AIM OF THE EXERCISE: Copy each line in the data below that contains the word "target".

PROVIDED ENTRIES:
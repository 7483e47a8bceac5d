//! `GeoJSON` feature collections for the map views.

use fhrs_osm_compare::{cluster::Cluster, config::LinkConfig};
use fhrs_osm_compare_models::{DistantMatch, District, Location, SuggestedMatch};
use fhrs_osm_spatial::boundary_rings;
use serde_json::{Value, json};

use crate::links::{add_tags_string, escape_html, fhrs_url, josm_url, osm_url, record_description};

fn position(location: Location) -> Value {
    json!([location.longitude, location.latitude])
}

fn feature_collection(features: Vec<Value>) -> Value {
    json!({
        "type": "FeatureCollection",
        "features": features,
    })
}

/// One point per display cluster.
///
/// `list` holds the members' popup lines joined with `<br />`; the six
/// status counters let the map colour each marker.
#[must_use]
pub fn overview_geojson(clusters: &[Cluster<'_>], links: &LinkConfig) -> Value {
    let features = clusters
        .iter()
        .map(|cluster| {
            let list = cluster
                .members
                .iter()
                .map(|record| record_description(record, links))
                .collect::<Vec<_>>()
                .join("<br />");

            json!({
                "type": "Feature",
                "geometry": {
                    "type": "Point",
                    "coordinates": position(cluster.location),
                },
                "properties": {
                    "list": list,
                    "matched": cluster.counts.matched,
                    "matched_postcode_error": cluster.counts.matched_postcode_error,
                    "mismatch": cluster.counts.mismatch,
                    "fhrs": cluster.counts.fhrs,
                    "osm_with_postcode": cluster.counts.osm_with_postcode,
                    "osm_no_postcode": cluster.counts.osm_no_postcode,
                },
            })
        })
        .collect();

    feature_collection(features)
}

/// One point per suggestion, placed on the map entity.
///
/// `text` links both records and offers an editor link that sets
/// `fhrs:id` along with the address tags.
#[must_use]
pub fn suggest_matches_geojson(suggestions: &[SuggestedMatch], links: &LinkConfig) -> Value {
    let features = suggestions
        .iter()
        .map(|s| {
            let tags = format!(
                "fhrs:id={}{}",
                s.establishment.fhrs_id,
                add_tags_string(&s.establishment)
            );
            let text = format!(
                "OSM: <a href=\"{}\" target=\"_blank\">{}</a><br />\
                 FHRS: <a href=\"{}\" target=\"_blank\">{}</a><br />\
                 <a href=\"{}\" target=\"_blank\">Add tags in JOSM</a>",
                osm_url(&s.entity, links),
                escape_html(s.entity.name.as_deref().unwrap_or_default()),
                fhrs_url(s.establishment.fhrs_id, links),
                escape_html(&s.establishment.business_name),
                escape_html(&josm_url(&s.entity, Some(&tags), links)),
            );

            json!({
                "type": "Feature",
                "geometry": {
                    "type": "Point",
                    "coordinates": position(s.entity.location),
                },
                "properties": {
                    "text": text,
                    "osm_postcode": s.entity.postcode,
                    "distance_m": s.distance_m,
                },
            })
        })
        .collect();

    feature_collection(features)
}

/// One line per distant match, from the map location to the FHRS location.
#[must_use]
pub fn distant_matches_geojson(matches: &[DistantMatch]) -> Value {
    let features = matches
        .iter()
        .filter_map(|m| {
            let fhrs_location = m.establishment.location?;
            Some(json!({
                "type": "Feature",
                "geometry": {
                    "type": "LineString",
                    "coordinates": [position(m.entity.location), position(fhrs_location)],
                },
                "properties": {
                    "osm_type": m.entity.kind,
                    "osm_id": m.entity.id,
                    "osm_name": m.entity.name,
                    "fhrs_id": m.establishment.fhrs_id,
                    "fhrs_name": m.establishment.business_name,
                    "status": m.status,
                    "distance_m": m.distance_m,
                },
            }))
        })
        .collect();

    feature_collection(features)
}

/// The outline of a district as a single line feature.
///
/// Returns `None` when the stored boundary cannot be parsed.
#[must_use]
pub fn boundary_geojson(district: &District) -> Option<Value> {
    let rings = boundary_rings(&district.boundary_geojson)?;
    let lines: Vec<Vec<Value>> = rings
        .iter()
        .map(|ring| ring.iter().copied().map(position).collect())
        .collect();

    let geometry = match lines.as_slice() {
        [single] => json!({ "type": "LineString", "coordinates": single }),
        _ => json!({ "type": "MultiLineString", "coordinates": lines }),
    };

    Some(feature_collection(vec![json!({
        "type": "Feature",
        "geometry": geometry,
        "properties": {
            "id": district.id,
            "name": district.name,
        },
    })]))
}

OUTPUT OF THE EXERCISE:
                "OSM: <a href=\"{}\" target=\"_blank\">{}</a><br />\
                 FHRS: <a href=\"{}\" target=\"_blank\">{}</a><br />\
                 <a href=\"{}\" target=\"_blank\">Add tags in JOSM</a>",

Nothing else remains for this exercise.